Rejecting the results of this election could have a much larger and threatening impact than we realize now. Rejecting the outcome of the election—a properly-conducted election that resulted in the legal election of a leader agreed upon by the Electoral College and a large portion of the United States population—means undermining the strength of our political system and placing our political system in jeopardy.
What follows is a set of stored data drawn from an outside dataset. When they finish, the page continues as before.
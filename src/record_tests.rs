// Copyright (c) 2025 Erick Bourgeois, firestoned
// SPDX-License-Identifier: MIT

//! Unit tests for `record.rs`

use std::collections::BTreeMap;

use super::*;

fn rdata(pairs: &[(&str, &str)]) -> BTreeMap<String, String> {
    pairs
        .iter()
        .map(|(k, v)| ((*k).to_string(), (*v).to_string()))
        .collect()
}

#[test]
fn test_canonical_name_strips_zone_suffix() {
    assert_eq!(canonical_name("www.example.com", "example.com"), "www");
    assert_eq!(
        canonical_name("a.b.example.com", "example.com"),
        "a.b"
    );
}

#[test]
fn test_canonical_name_apex_becomes_at() {
    assert_eq!(canonical_name("example.com", "example.com"), "@");
}

#[test]
fn test_canonical_name_unrelated_name_unchanged() {
    assert_eq!(canonical_name("www.other.net", "example.com"), "www.other.net");
    // A name merely containing the zone is not a suffix match
    assert_eq!(
        canonical_name("example.com.evil.net", "example.com"),
        "example.com.evil.net"
    );
}

#[test]
fn test_canonical_rdata_sorts_keys() {
    let record = DnsRecord::new(
        "mail",
        "MX",
        3600,
        rdata(&[("preference", "10"), ("exchange", "mx1.example.com")]),
    );
    assert_eq!(
        record.canonical_rdata(),
        r#"{"exchange":"mx1.example.com","preference":"10"}"#
    );
}

#[test]
fn test_record_key_ignores_ttl() {
    let a = DnsRecord::new("www", "A", 300, rdata(&[("ipAddress", "1.2.3.4")]));
    let b = DnsRecord::new("www", "A", 7200, rdata(&[("ipAddress", "1.2.3.4")]));
    assert_eq!(a.key("example.com"), b.key("example.com"));
}

#[test]
fn test_record_key_differs_on_rdata() {
    let a = DnsRecord::new("www", "A", 300, rdata(&[("ipAddress", "1.2.3.4")]));
    let b = DnsRecord::new("www", "A", 300, rdata(&[("ipAddress", "9.9.9.9")]));
    assert_ne!(a.key("example.com"), b.key("example.com"));
}

#[test]
fn test_record_key_matches_across_qualified_and_relative_names() {
    let remote = DnsRecord::new(
        "www.example.com",
        "A",
        300,
        rdata(&[("ipAddress", "1.2.3.4")]),
    );
    let local = DnsRecord::new("www", "A", 300, rdata(&[("ipAddress", "1.2.3.4")]));
    assert_eq!(remote.key("example.com"), local.key("example.com"));
}

#[test]
fn test_records_equal_suppresses_ttl_drift_below_threshold() {
    let a = DnsRecord::new("x", "A", 300, rdata(&[("ipAddress", "1.2.3.4")]));
    let b = DnsRecord::new("x", "A", 150, rdata(&[("ipAddress", "1.2.3.4")]));
    assert!(records_equal(&a, &b, "example.com"));
    // Exactly at the threshold is a real change
    let c = DnsRecord::new("x", "A", 600, rdata(&[("ipAddress", "1.2.3.4")]));
    assert!(!records_equal(&a, &c, "example.com"));
}

#[test]
fn test_records_equal_requires_matching_key() {
    let a = DnsRecord::new("x", "A", 300, rdata(&[("ipAddress", "1.2.3.4")]));
    let b = DnsRecord::new("x", "A", 300, rdata(&[("ipAddress", "5.6.7.8")]));
    assert!(!records_equal(&a, &b, "example.com"));
}

#[test]
fn test_is_excluded_type() {
    for excluded in ["SOA", "NS", "RRSIG", "DNSKEY", "AXFR"] {
        assert!(is_excluded_type(excluded), "{excluded} should be excluded");
    }
    for included in ["A", "AAAA", "CNAME", "MX", "TXT", "PTR"] {
        assert!(!is_excluded_type(included), "{included} should sync");
    }
}

#[test]
fn test_is_reverse_zone() {
    assert!(is_reverse_zone("0.0.10.in-addr.arpa"));
    assert!(is_reverse_zone("8.b.d.0.1.0.0.2.ip6.arpa"));
    assert!(!is_reverse_zone("example.com"));
}

#[test]
fn test_is_internal_zone() {
    assert!(is_internal_zone("127.in-addr.arpa"));
    assert!(is_internal_zone("0.in-addr.arpa"));
    assert!(is_internal_zone("255.in-addr.arpa"));
    assert!(is_internal_zone("localhost"));
    assert!(is_internal_zone(
        "1.0.0.0.0.0.0.0.0.0.0.0.0.0.0.0.0.0.0.0.0.0.0.0.0.0.0.0.0.0.0.0.ip6.arpa"
    ));
    assert!(!is_internal_zone("0.0.10.in-addr.arpa"));
    assert!(!is_internal_zone("example.com"));
}

#[test]
fn test_reverse_zone_for_network_class_c() {
    assert_eq!(
        reverse_zone_for_network("10.0.0.0", "255.255.255.0"),
        Some("0.0.10.in-addr.arpa".to_string())
    );
}

#[test]
fn test_reverse_zone_for_network_normalizes_host_bits() {
    // A scope reported with host bits set still derives the network's zone
    assert_eq!(
        reverse_zone_for_network("192.168.1.57", "255.255.255.0"),
        Some("1.168.192.in-addr.arpa".to_string())
    );
}

#[test]
fn test_reverse_zone_for_network_invalid_input() {
    assert_eq!(reverse_zone_for_network("not-an-ip", "255.255.255.0"), None);
    assert_eq!(reverse_zone_for_network("10.0.0.0", "bogus"), None);
    // Non-contiguous masks are rejected
    assert_eq!(reverse_zone_for_network("10.0.0.0", "255.0.255.0"), None);
}

#[test]
fn test_deserialize_coerces_scalar_rdata() {
    let record: DnsRecord = serde_json::from_str(
        r#"{
            "name": "mail.example.com",
            "type": "MX",
            "ttl": 3600,
            "rData": {"preference": 10, "exchange": "mx1.example.com"}
        }"#,
    )
    .expect("record should deserialize");
    assert_eq!(record.rdata["preference"], "10");
    assert_eq!(record.rdata["exchange"], "mx1.example.com");
}

#[test]
fn test_deserialize_rejects_nested_rdata() {
    let result: Result<DnsRecord, _> = serde_json::from_str(
        r#"{"name": "x", "type": "A", "ttl": 300, "rData": {"ipAddress": ["1.2.3.4"]}}"#,
    );
    assert!(result.is_err());
}
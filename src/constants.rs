// Copyright (c) 2025 Erick Bourgeois, firestoned
// SPDX-License-Identifier: MIT

//! Global constants for the TechniSync daemon.
//!
//! This module contains all numeric and string constants used throughout the codebase.
//! Constants are organized by category for easy maintenance.

// ============================================================================
// Record Policy Constants
// ============================================================================

/// Record types that are never mirrored, tombstoned, or propagated.
///
/// SOA and NS are owned by each server's own zone provisioning; the DNSSEC
/// and transaction/transfer pseudo-types must never be replicated between
/// servers that sign or transfer independently.
pub const EXCLUDED_RECORD_TYPES: &[&str] = &[
    "SOA", "NS", "RRSIG", "NSEC", "NSEC3", "DNSKEY", "DS", "CDS", "CDNSKEY", "TSIG", "TKEY",
    "AXFR", "IXFR",
];

/// TTL delta (seconds) below which two otherwise-identical records are
/// considered equal. Suppresses churn from upstreams that report a counted
/// down TTL.
pub const TTL_THRESHOLD_SECS: u32 = 300;

// ============================================================================
// Zone Classification Constants
// ============================================================================

/// Reverse zones for loopback, broadcast, and all-zeros space. These are
/// local to every server and never synced regardless of configuration.
pub const INTERNAL_ZONES: &[&str] = &[
    "0.in-addr.arpa",
    "127.in-addr.arpa",
    "255.in-addr.arpa",
    "localhost",
];

/// Suffix of the IPv6 all-zeros reverse zone (`::/128` reverse pointer minus
/// its leading label). Zones ending in this are internal.
pub const IPV6_ALL_ZEROS_REVERSE_SUFFIX: &str =
    ".0.0.0.0.0.0.0.0.0.0.0.0.0.0.0.0.0.0.0.0.0.0.0.0.0.0.0.0.0.0.0.ip6.arpa";

// ============================================================================
// Scheduler Constants
// ============================================================================

/// Default tick period when no `sync_interval` is configured (5 minutes)
pub const DEFAULT_SYNC_INTERVAL_SECS: u64 = 300;

/// Sleep after a failed tick, replacing the normal interval for that cycle
pub const FAILURE_BACKOFF_SECS: u64 = 60;

// ============================================================================
// Upstream API Constants
// ============================================================================

/// Per-request timeout for calls to the Technitium HTTP API. The tick is
/// serial, so a hung server would otherwise stall the whole loop.
pub const API_REQUEST_TIMEOUT_SECS: u64 = 30;

/// Zone type passed to `zones/create`
pub const ZONE_TYPE_PRIMARY: &str = "Primary";

// ============================================================================
// Storage & Logging Constants
// ============================================================================

/// Default mirror store path when no `db_path` is configured
pub const DEFAULT_DB_PATH: &str = "./data/dns_sync.db";

/// Fixed log file receiving formatted output alongside the console
pub const LOG_FILE_NAME: &str = "technisync.log";

/// Default log level when no `log_level` is configured
pub const DEFAULT_LOG_LEVEL: &str = "INFO";
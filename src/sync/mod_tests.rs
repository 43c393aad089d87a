// Copyright (c) 2025 Erick Bourgeois, firestoned
// SPDX-License-Identifier: MIT

//! Unit tests for the engine's zone filter and keyed-set construction.
//! End-to-end reconciliation behavior is covered by `tests/sync_scenarios.rs`.

use std::collections::{BTreeMap, HashMap};
use std::path::PathBuf;
use std::sync::Arc;
use std::time::Duration;

use tracing::Level;

use super::*;
use crate::config::Server;

fn test_server(name: &str) -> Server {
    Server {
        name: name.to_string(),
        url: format!("https://{name}.example.net:5380"),
        api_key: "secret".to_string(),
        verify_ssl: false,
    }
}

fn engine_with(zones_to_sync: Vec<String>, sync_reverse_zones: bool) -> SyncEngine {
    let config = Arc::new(Config {
        servers: vec![test_server("ns1"), test_server("ns2")],
        sync_interval: Duration::from_secs(300),
        db_path: PathBuf::from(":memory:"),
        log_level: Level::INFO,
        zones_to_sync,
        sync_reverse_zones,
    });
    let mirror = Mirror::open_in_memory().expect("open mirror");
    SyncEngine::new(config, mirror, HashMap::new())
}

fn a_record(name: &str, record_type: &str, ip: &str) -> DnsRecord {
    let mut rdata = BTreeMap::new();
    rdata.insert("ipAddress".to_string(), ip.to_string());
    DnsRecord::new(name, record_type, 300, rdata)
}

#[test]
fn test_should_sync_zone_rejects_internal_zones() {
    let engine = engine_with(Vec::new(), true);
    assert!(!engine.should_sync_zone("127.in-addr.arpa"));
    assert!(!engine.should_sync_zone("localhost"));
}

#[test]
fn test_should_sync_zone_empty_allowlist_admits_all() {
    let engine = engine_with(Vec::new(), false);
    assert!(engine.should_sync_zone("example.com"));
    assert!(engine.should_sync_zone("0.0.10.in-addr.arpa"));
}

#[test]
fn test_should_sync_zone_allowlist_filters() {
    let engine = engine_with(vec!["example.com".to_string()], false);
    assert!(engine.should_sync_zone("example.com"));
    assert!(!engine.should_sync_zone("other.com"));
    // Reverse zones are not admitted past the allow-list while reverse
    // syncing is disabled
    assert!(!engine.should_sync_zone("0.0.10.in-addr.arpa"));
}

#[test]
fn test_should_sync_zone_reverse_zones_bypass_allowlist_when_enabled() {
    let engine = engine_with(vec!["example.com".to_string()], true);
    assert!(engine.should_sync_zone("0.0.10.in-addr.arpa"));
    assert!(!engine.should_sync_zone("other.com"));
}

#[test]
fn test_keyed_drops_excluded_types() {
    let records = vec![
        a_record("www", "A", "1.2.3.4"),
        DnsRecord::new("example.com", "SOA", 3600, BTreeMap::new()),
        DnsRecord::new("example.com", "NS", 3600, BTreeMap::new()),
        DnsRecord::new("example.com", "RRSIG", 3600, BTreeMap::new()),
    ];

    let by_key = keyed(records, "example.com");
    assert_eq!(by_key.len(), 1);
    let (key, record) = by_key.iter().next().expect("one entry");
    assert_eq!(key.record_type, "A");
    assert_eq!(record.name, "www");
}

#[test]
fn test_keyed_uses_zone_relative_names() {
    let records = vec![a_record("www.example.com", "A", "1.2.3.4")];
    let by_key = keyed(records, "example.com");
    let key = by_key.keys().next().expect("one entry");
    assert_eq!(key.name, "www");
}
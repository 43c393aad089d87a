// Copyright (c) 2025 Erick Bourgeois, firestoned
// SPDX-License-Identifier: MIT

//! Logging initialization with API-token redaction.
//!
//! Formatted output goes to the console and to a fixed `technisync.log`
//! file. Both sinks sit behind a redacting writer that rewrites `token=…`
//! and `api_key=…` substrings to `[REDACTED]` before any byte reaches the
//! sink, so a request URL or error string can never leak a credential into
//! the logs.
//!
//! Respects `RUST_LOG` if set, otherwise uses the configured log level.

use std::io;
use std::sync::LazyLock;

use regex::Regex;
use tracing::Level;
use tracing_appender::non_blocking::WorkerGuard;
use tracing_subscriber::fmt::writer::MakeWriter;
use tracing_subscriber::layer::SubscriberExt;
use tracing_subscriber::util::SubscriberInitExt;
use tracing_subscriber::EnvFilter;

use crate::constants::LOG_FILE_NAME;

static TOKEN_PATTERN: LazyLock<Regex> =
    LazyLock::new(|| Regex::new(r"token=[^&\s]+").expect("static pattern"));
static API_KEY_PATTERN: LazyLock<Regex> =
    LazyLock::new(|| Regex::new(r"api_key=[^&\s]+").expect("static pattern"));

/// Strip API credentials from a log line.
#[must_use]
pub fn redact(message: &str) -> String {
    let message = TOKEN_PATTERN.replace_all(message, "token=[REDACTED]");
    API_KEY_PATTERN
        .replace_all(&message, "api_key=[REDACTED]")
        .into_owned()
}

/// A writer that redacts credentials before forwarding to the inner sink.
pub struct RedactingWriter<W> {
    inner: W,
}

impl<W: io::Write> io::Write for RedactingWriter<W> {
    fn write(&mut self, buf: &[u8]) -> io::Result<usize> {
        let text = String::from_utf8_lossy(buf);
        self.inner.write_all(redact(&text).as_bytes())?;
        // Report the original length; the redaction may change the byte count
        Ok(buf.len())
    }

    fn flush(&mut self) -> io::Result<()> {
        self.inner.flush()
    }
}

/// A [`MakeWriter`] adapter wrapping every produced writer in
/// [`RedactingWriter`].
pub struct RedactingMakeWriter<M> {
    inner: M,
}

impl<M> RedactingMakeWriter<M> {
    /// Wrap `inner` so all its writers redact credentials.
    pub fn new(inner: M) -> Self {
        Self { inner }
    }
}

impl<'a, M: MakeWriter<'a>> MakeWriter<'a> for RedactingMakeWriter<M> {
    type Writer = RedactingWriter<M::Writer>;

    fn make_writer(&'a self) -> Self::Writer {
        RedactingWriter {
            inner: self.inner.make_writer(),
        }
    }
}

/// Initialize the global subscriber: console layer plus `technisync.log`
/// file layer, both redacting.
///
/// The returned guard flushes the file appender's background worker; hold
/// it for the life of the process.
pub fn init(level: Level) -> WorkerGuard {
    let env_filter = EnvFilter::try_from_default_env()
        .unwrap_or_else(|_| EnvFilter::new(level.to_string()));

    let file_appender = tracing_appender::rolling::never(".", LOG_FILE_NAME);
    let (file_writer, guard) = tracing_appender::non_blocking(file_appender);

    tracing_subscriber::registry()
        .with(env_filter)
        .with(
            tracing_subscriber::fmt::layer()
                .with_target(false)
                .with_writer(RedactingMakeWriter::new(io::stdout)),
        )
        .with(
            tracing_subscriber::fmt::layer()
                .with_target(false)
                .with_ansi(false)
                .with_writer(RedactingMakeWriter::new(file_writer)),
        )
        .init();

    guard
}

#[cfg(test)]
#[path = "logging_tests.rs"]
mod logging_tests;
This is not to condemn protest as a means of political expression. Some of America’s greatest accomplishments have come from peaceful protest, and citizens’ ability to criticize their government is one of the United States’ most formidable strengths. However, there is a large difference between protest and a rejection of a legitimate election. While one expresses disapproval of an unjust action, the other is an aggressive and dangerous act of rebellion against the agreed-upon structures of government. To those who say Trump is a tyrant who will have horrendous effects on our government, I concede. He is a dangerous, narcissistic despot, but he was elected rightfully by our country, so therefore we must respect the results. To those who claim that the Electoral College is an inaccurate method of representing the desires of the American people: Call for structural change, but do not refuse to accept the legal election of a man who was technically elected according to the current laws of our country. Rejecting his election licenses others to reject the outcome of other elections, creating a dangerous slope of political disobedience.
Our democracy’s well-being is the most crucial treasure we have as Americans. It is a miraculously mundane familiarity that I could sit with my friends, eating breakfast following the night of a contentious election. Though commonly overlooked, we must remember what is at stake should our government fall. Claims like #NotMyPresident are much more than mere attempts to gain Instagram likes or expressions of political disapproval—they threaten the very core of our safety as a country. In this incredibly important period, what we need to do as citizens is accept the results of a successful election for fear of what is at stake should we reject it. The sad truth is that Trump was legitimately elected, and therefore he must become the legitimate president of the United States. He should become president because it is what the American people decided according to the long-established laws of our country. The moment we begin rejecting the legal election of political leaders is the moment that the first crack in American trust in our political system arises. Rather than looking to the past and dangerously refusing to accept the results of a legal election, we must look to the future and how we can preserve the peace of our country while creating change. For the sake of our country, our democracy, and the future of our government, we must be #WithHim.
Lena Breda is a first-year in the College.